Data Editor's review: One of our data editors has reviewed your initial manuscript submission and has the following suggestion(s) to help improve the data, software citation and/or overall content. Please treat this as you would a reviewer's comments and respond accordingly in your report to the science editor. Questions can be sent directly to the data editors at data-editors@aas.org.

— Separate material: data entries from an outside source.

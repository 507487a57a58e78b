//! Application configuration management
//!
//! This module handles loading and validating configuration from environment variables.
//! All configuration is loaded at startup and validated before the application runs.

use std::env;
use std::path::PathBuf;
use std::str::FromStr;
use std::sync::LazyLock;
use std::time::Duration;

use crate::constants::{
    DEFAULT_COMPILE_TIMEOUT_MS, DEFAULT_CXX_CANDIDATES, DEFAULT_CXX_STD,
    DEFAULT_DATABASE_MAX_CONNECTIONS, DEFAULT_GENERATOR_TIMEOUT_MS, DEFAULT_JWT_EXPIRY_HOURS,
    DEFAULT_MAX_TESTS_PER_REQUEST, DEFAULT_MAX_UPLOAD_BYTES, DEFAULT_PYTHON_CANDIDATES,
    DEFAULT_SERVER_HOST, DEFAULT_SERVER_PORT, DEFAULT_SOLUTION_TIMEOUT_MS, DEFAULT_UPLOADS_PATH,
};

/// Global application configuration (lazily initialized)
pub static CONFIG: LazyLock<Config> = LazyLock::new(|| {
    Config::from_env().expect("Failed to load configuration from environment")
});

/// Main application configuration
#[derive(Debug, Clone)]
pub struct Config {
    pub server: ServerConfig,
    pub database: DatabaseConfig,
    pub jwt: JwtConfig,
    pub storage: StorageConfig,
    pub execution: ExecutionConfig,
    pub toolchain: ToolchainConfig,
}

/// Server configuration
#[derive(Debug, Clone)]
pub struct ServerConfig {
    pub host: String,
    pub port: u16,
    pub rust_log: String,
}

/// Database configuration
#[derive(Debug, Clone)]
pub struct DatabaseConfig {
    pub url: String,
    pub max_connections: u32,
}

/// JWT authentication configuration
#[derive(Debug, Clone)]
pub struct JwtConfig {
    pub secret: String,
    pub expiry_hours: i64,
}

/// File storage configuration
#[derive(Debug, Clone)]
pub struct StorageConfig {
    /// Root directory for uploaded generator/checker/solution sources
    pub uploads_path: PathBuf,
    pub max_upload_bytes: usize,
}

/// Limits applied to every external process the pipeline starts
#[derive(Debug, Clone)]
pub struct ExecutionConfig {
    pub compile_timeout: Duration,
    pub generator_timeout: Duration,
    pub solution_timeout: Duration,
    pub max_tests_per_request: i32,
}

/// Candidate binaries probed once at startup
#[derive(Debug, Clone)]
pub struct ToolchainConfig {
    pub cxx_candidates: Vec<String>,
    pub python_candidates: Vec<String>,
    pub cxx_std: String,
}

impl Config {
    /// Load configuration from environment variables
    pub fn from_env() -> Result<Self, ConfigError> {
        dotenvy::dotenv().ok();

        Ok(Self {
            server: ServerConfig::from_env()?,
            database: DatabaseConfig::from_env()?,
            jwt: JwtConfig::from_env()?,
            storage: StorageConfig::from_env()?,
            execution: ExecutionConfig::from_env()?,
            toolchain: ToolchainConfig::from_env(),
        })
    }
}

impl ServerConfig {
    fn from_env() -> Result<Self, ConfigError> {
        Ok(Self {
            host: env::var("SERVER_HOST").unwrap_or_else(|_| DEFAULT_SERVER_HOST.to_string()),
            port: parse_var("SERVER_PORT", DEFAULT_SERVER_PORT)?,
            rust_log: env::var("RUST_LOG").unwrap_or_else(|_| "info".to_string()),
        })
    }
}

impl DatabaseConfig {
    fn from_env() -> Result<Self, ConfigError> {
        Ok(Self {
            url: env::var("DATABASE_URL")
                .map_err(|_| ConfigError::Missing("DATABASE_URL".to_string()))?,
            max_connections: parse_var("DATABASE_MAX_CONNECTIONS", DEFAULT_DATABASE_MAX_CONNECTIONS)?,
        })
    }
}

impl JwtConfig {
    fn from_env() -> Result<Self, ConfigError> {
        Ok(Self {
            secret: env::var("JWT_SECRET")
                .map_err(|_| ConfigError::Missing("JWT_SECRET".to_string()))?,
            expiry_hours: parse_var("JWT_EXPIRY_HOURS", DEFAULT_JWT_EXPIRY_HOURS)?,
        })
    }
}

impl StorageConfig {
    fn from_env() -> Result<Self, ConfigError> {
        Ok(Self {
            uploads_path: PathBuf::from(
                env::var("UPLOADS_PATH").unwrap_or_else(|_| DEFAULT_UPLOADS_PATH.to_string()),
            ),
            max_upload_bytes: parse_var("MAX_UPLOAD_BYTES", DEFAULT_MAX_UPLOAD_BYTES)?,
        })
    }
}

impl ExecutionConfig {
    fn from_env() -> Result<Self, ConfigError> {
        Ok(Self {
            compile_timeout: Duration::from_millis(parse_var(
                "COMPILE_TIMEOUT_MS",
                DEFAULT_COMPILE_TIMEOUT_MS,
            )?),
            generator_timeout: Duration::from_millis(parse_var(
                "GENERATOR_TIMEOUT_MS",
                DEFAULT_GENERATOR_TIMEOUT_MS,
            )?),
            solution_timeout: Duration::from_millis(parse_var(
                "SOLUTION_TIMEOUT_MS",
                DEFAULT_SOLUTION_TIMEOUT_MS,
            )?),
            max_tests_per_request: parse_var("MAX_TESTS_PER_REQUEST", DEFAULT_MAX_TESTS_PER_REQUEST)?,
        })
    }
}

impl Default for ExecutionConfig {
    fn default() -> Self {
        Self {
            compile_timeout: Duration::from_millis(DEFAULT_COMPILE_TIMEOUT_MS),
            generator_timeout: Duration::from_millis(DEFAULT_GENERATOR_TIMEOUT_MS),
            solution_timeout: Duration::from_millis(DEFAULT_SOLUTION_TIMEOUT_MS),
            max_tests_per_request: DEFAULT_MAX_TESTS_PER_REQUEST,
        }
    }
}

impl ToolchainConfig {
    fn from_env() -> Self {
        Self {
            cxx_candidates: split_list(
                &env::var("CXX_CANDIDATES").unwrap_or_else(|_| DEFAULT_CXX_CANDIDATES.to_string()),
            ),
            python_candidates: split_list(
                &env::var("PYTHON_CANDIDATES")
                    .unwrap_or_else(|_| DEFAULT_PYTHON_CANDIDATES.to_string()),
            ),
            cxx_std: env::var("CXX_STD").unwrap_or_else(|_| DEFAULT_CXX_STD.to_string()),
        }
    }
}

impl Default for ToolchainConfig {
    fn default() -> Self {
        Self {
            cxx_candidates: split_list(DEFAULT_CXX_CANDIDATES),
            python_candidates: split_list(DEFAULT_PYTHON_CANDIDATES),
            cxx_std: DEFAULT_CXX_STD.to_string(),
        }
    }
}

/// Read an optional variable, falling back to `default` when unset
fn parse_var<T: FromStr + ToString>(name: &str, default: T) -> Result<T, ConfigError> {
    env::var(name)
        .unwrap_or_else(|_| default.to_string())
        .parse()
        .map_err(|_| ConfigError::InvalidValue(name.to_string()))
}

/// Split a comma-separated list, dropping empty entries
fn split_list(raw: &str) -> Vec<String> {
    raw.split(',')
        .map(str::trim)
        .filter(|s| !s.is_empty())
        .map(str::to_string)
        .collect()
}

/// Configuration loading errors
#[derive(Debug, thiserror::Error)]
pub enum ConfigError {
    #[error("Missing required environment variable: {0}")]
    Missing(String),

    #[error("Invalid value for environment variable: {0}")]
    InvalidValue(String),
}

#[cfg(test)]
mod tests {
    use super::*;

    #[test]
    fn test_default_values() {
        let server = ServerConfig {
            host: DEFAULT_SERVER_HOST.to_string(),
            port: DEFAULT_SERVER_PORT,
            rust_log: "info".to_string(),
        };
        assert_eq!(server.host, "0.0.0.0");
        assert_eq!(server.port, 3001);

        let execution = ExecutionConfig::default();
        assert_eq!(execution.compile_timeout, Duration::from_secs(30));
        assert_eq!(execution.generator_timeout, Duration::from_secs(10));
    }

    #[test]
    fn test_python_candidates_prefer_python3() {
        let toolchain = ToolchainConfig::default();
        assert_eq!(toolchain.python_candidates, vec!["python3", "python"]);
        assert_eq!(toolchain.cxx_candidates, vec!["g++"]);
        assert_eq!(toolchain.cxx_std, "c++17");
    }

    #[test]
    fn test_split_list_ignores_blanks() {
        assert_eq!(split_list(" clang++ , ,g++,"), vec!["clang++", "g++"]);
        assert!(split_list("").is_empty());
    }
}
//! Test case model

use chrono::{DateTime, Utc};
use serde::{Deserialize, Serialize};
use sqlx::FromRow;
use uuid::Uuid;

/// Test case database model
///
/// `output_data` stays empty until a solution run produces it.
#[derive(Debug, Clone, FromRow, Serialize, Deserialize)]
#[serde(rename_all = "camelCase")]
pub struct TestCase {
    pub id: Uuid,
    pub problem_id: Uuid,
    pub test_group_id: Uuid,
    pub test_index: i32,
    pub input_data: String,
    pub output_data: String,
    pub created_at: DateTime<Utc>,
    pub updated_at: DateTime<Utc>,
}

impl TestCase {
    /// Whether the expected output has been produced yet
    pub fn has_output(&self) -> bool {
        !self.output_data.is_empty()
    }

    /// Get a preview of the input (truncated)
    pub fn input_preview(&self, max_len: usize) -> String {
        preview(&self.input_data, max_len)
    }
}

fn preview(text: &str, max_len: usize) -> String {
    match text.char_indices().nth(max_len) {
        Some((cut, _)) => format!("{}...", &text[..cut]),
        None => text.to_string(),
    }
}

#[cfg(test)]
mod tests {
    use super::*;

    #[test]
    fn test_preview_respects_char_boundaries() {
        assert_eq!(preview("5 3", 10), "5 3");
        assert_eq!(preview("ééééé", 2), "éé...");
    }
}
//! Problem file storage

use std::path::{Path, PathBuf};

use sqlx::PgPool;
use uuid::Uuid;

use crate::{
    config::StorageConfig,
    constants::ALLOWED_UPLOAD_EXTENSIONS,
    db::repositories::{ProblemFileRepository, ProblemRepository},
    error::{AppError, AppResult},
    models::{FileType, ProblemFile},
    services::ProblemService,
    testgen::compiler::executable_path,
    utils::validation::{allowed_extension, infer_language, sanitize_file_name},
};

/// One file received from a multipart upload
#[derive(Debug)]
pub struct Upload<'a> {
    pub file_name: &'a str,
    pub file_type: FileType,
    pub language: Option<&'a str>,
    pub bytes: &'a [u8],
}

/// File service for uploads and their on-disk copies
pub struct FileService;

impl FileService {
    /// Store an uploaded file under `<uploads>/<problem id>/` and record it
    pub async fn upload(
        pool: &PgPool,
        storage: &StorageConfig,
        problem_id: &Uuid,
        user_id: &Uuid,
        upload: Upload<'_>,
    ) -> AppResult<ProblemFile> {
        ProblemService::require_owned(pool, problem_id, user_id).await?;

        let (file_name, extension) =
            check_upload(upload.file_name, upload.bytes.len(), storage.max_upload_bytes)?;
        let language = upload
            .language
            .map(str::trim)
            .filter(|l| !l.is_empty())
            .map(str::to_string)
            .unwrap_or_else(|| infer_language(&extension).to_string());

        let dir = storage.uploads_path.join(problem_id.to_string());
        tokio::fs::create_dir_all(&dir).await?;
        // Programs are later started from their own directory, so keep an absolute path
        let dir = tokio::fs::canonicalize(&dir).await?;
        let stored = dir.join(format!("{}.{}", Uuid::new_v4(), extension));
        tokio::fs::write(&stored, upload.bytes).await?;

        let file = match ProblemFileRepository::create(
            pool,
            problem_id,
            upload.file_type,
            &file_name,
            &stored.to_string_lossy(),
            Some(&language),
        )
        .await
        {
            Ok(file) => file,
            Err(e) => {
                remove_artifacts(&stored).await;
                return Err(e);
            }
        };

        ProblemRepository::touch(pool, problem_id).await?;

        tracing::info!(
            problem_id = %problem_id,
            file_id = %file.id,
            file_type = %upload.file_type,
            file_name = %file.file_name,
            bytes = upload.bytes.len(),
            "File uploaded"
        );

        Ok(file)
    }

    /// List a problem's files
    pub async fn list_files(pool: &PgPool, problem_id: &Uuid, user_id: &Uuid) -> AppResult<Vec<ProblemFile>> {
        ProblemService::require_owned(pool, problem_id, user_id).await?;
        ProblemFileRepository::list_for_problem(pool, problem_id).await
    }

    /// Delete a file record with its stored source and any compiled binary
    pub async fn delete_file(
        pool: &PgPool,
        problem_id: &Uuid,
        file_id: &Uuid,
        user_id: &Uuid,
    ) -> AppResult<()> {
        ProblemService::require_owned(pool, problem_id, user_id).await?;

        let file = ProblemFileRepository::find_by_id(pool, problem_id, file_id)
            .await?
            .ok_or_else(|| AppError::NotFound("File not found".to_string()))?;

        ProblemFileRepository::delete(pool, &file.id).await?;
        remove_artifacts(Path::new(&file.file_path)).await;
        ProblemRepository::touch(pool, problem_id).await?;

        tracing::info!(problem_id = %problem_id, file_id = %file_id, "File deleted");
        Ok(())
    }
}

/// Validate an upload's name and size; returns the sanitized name and extension
fn check_upload(name: &str, size: usize, max_bytes: usize) -> AppResult<(String, String)> {
    if size == 0 {
        return Err(AppError::Validation("Uploaded file is empty".to_string()));
    }
    if size > max_bytes {
        return Err(AppError::Validation(format!(
            "File exceeds the maximum size of {} bytes",
            max_bytes
        )));
    }

    let file_name = sanitize_file_name(name)
        .ok_or_else(|| AppError::Validation("Invalid file name".to_string()))?;
    let extension = allowed_extension(&file_name).ok_or_else(|| {
        AppError::Validation(format!(
            "File type not allowed; accepted extensions: {}",
            ALLOWED_UPLOAD_EXTENSIONS.join(", ")
        ))
    })?;

    Ok((file_name, extension))
}

/// Remove a stored source and the binary built from it, if any
async fn remove_artifacts(source: &Path) {
    let paths: [PathBuf; 2] = [source.to_path_buf(), executable_path(source)];
    for path in paths {
        match tokio::fs::remove_file(&path).await {
            Ok(()) => tracing::debug!(path = %path.display(), "Removed stored file"),
            Err(e) if e.kind() == std::io::ErrorKind::NotFound => {}
            Err(e) => tracing::warn!(path = %path.display(), error = %e, "Failed to remove stored file"),
        }
    }
}

#[cfg(test)]
mod tests {
    use super::*;

    #[test]
    fn test_check_upload_accepts_sources() {
        let (name, extension) = check_upload("my gen.cpp", 10, 100).unwrap();
        assert_eq!(name, "my_gen.cpp");
        assert_eq!(extension, "cpp");
    }

    #[test]
    fn test_check_upload_rejects() {
        assert!(matches!(check_upload("gen.cpp", 0, 100), Err(AppError::Validation(_))));
        assert!(matches!(check_upload("gen.cpp", 101, 100), Err(AppError::Validation(_))));
        assert!(matches!(check_upload("gen.rb", 10, 100), Err(AppError::Validation(_))));
        assert!(matches!(check_upload("../", 10, 100), Err(AppError::Validation(_))));
    }

    #[tokio::test]
    async fn test_remove_artifacts_deletes_source_and_binary() {
        let dir = tempfile::tempdir().unwrap();
        let source = dir.path().join("a1.cpp");
        std::fs::write(&source, "int main() {}").unwrap();
        std::fs::write(dir.path().join("a1.exe"), "ELF").unwrap();
        std::fs::write(dir.path().join("other.cpp"), "int main() {}").unwrap();

        remove_artifacts(&source).await;

        assert!(!source.exists());
        assert!(!dir.path().join("a1.exe").exists());
        assert!(dir.path().join("other.cpp").exists());
    }

    #[tokio::test]
    async fn test_remove_artifacts_tolerates_missing_files() {
        let dir = tempfile::tempdir().unwrap();
        remove_artifacts(&dir.path().join("gone.py")).await;
    }
}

The authors should use the Zenodo DOI instead of its url. This will make the linking more robust in the future and discoverable.

Primary
- Introduction and context
- [x] The authors give short shrift to other approaches to constrain binary evolution hyperparameters, highlighting only the single most technically similar work. Brief references to other efforts to directly compare binary evolution to model predictions would be helpful (e.g., a highly nonexhaustive list: Zevin et al 2017 ApJ; Wysocki et al 2018 PRD; Barrett et al 2018 MNRAS; Taylor and Gerosa 1806.08365; Spera et al 2019; ... and, for two brand new studies, Mastrogiovanni 2207.00374; Delfavero et al 2107.13082
- [x] The authors also don't point out the similarity of their approach to the long history of using forward/inverse distribution propagation (e.g., Kalogera et al 1996 astro-ph/9605186), let alone the history of reconstructing progenitor populations via comparison to (discrete) grids of simulations, used for example in Stevenson et al 2017, Belczynski et al 2016, ...to understand the origins of their sources (i.e., essentially all groups, over many decades, including origins of binary pulsars and WD, X-ray binaries, etc; see, e.g., Clausen et al 1201.0012; van den Heuvel lectures; etc).
- [x] I ask the authors more carefully differentiate their novel continuous contribution from these and other prior works. I ask because I'm sure the authors can use this opportunity to show how easily they reproduce saved-trajectory/run-based approaches and how much more flexible their technique will be.
- Methods paper details: technique, validation, ... ?
- [x] Just to pick the first technical example: what is the dimension of $\theta exactly? Mass-only + log mass; solar mass; ...? Please explicitly use the symbols \theta',\theta,\lambda and provide symbols in the discussion at the start of section 3, when you define the list? Similarly when discussing Eq. (5): the coordinates and scales for your performance metric are very important.
- [x] How is the KDE implemented (e.g., coordinate scales, choice of smoothing)? Is the likelihood estimated by prior-reweighting + KDE sufficiently accurate for all events considered (e.g., finite training data; smoothing scales vs features)? [Presumably so, since this seems to be mass-only.]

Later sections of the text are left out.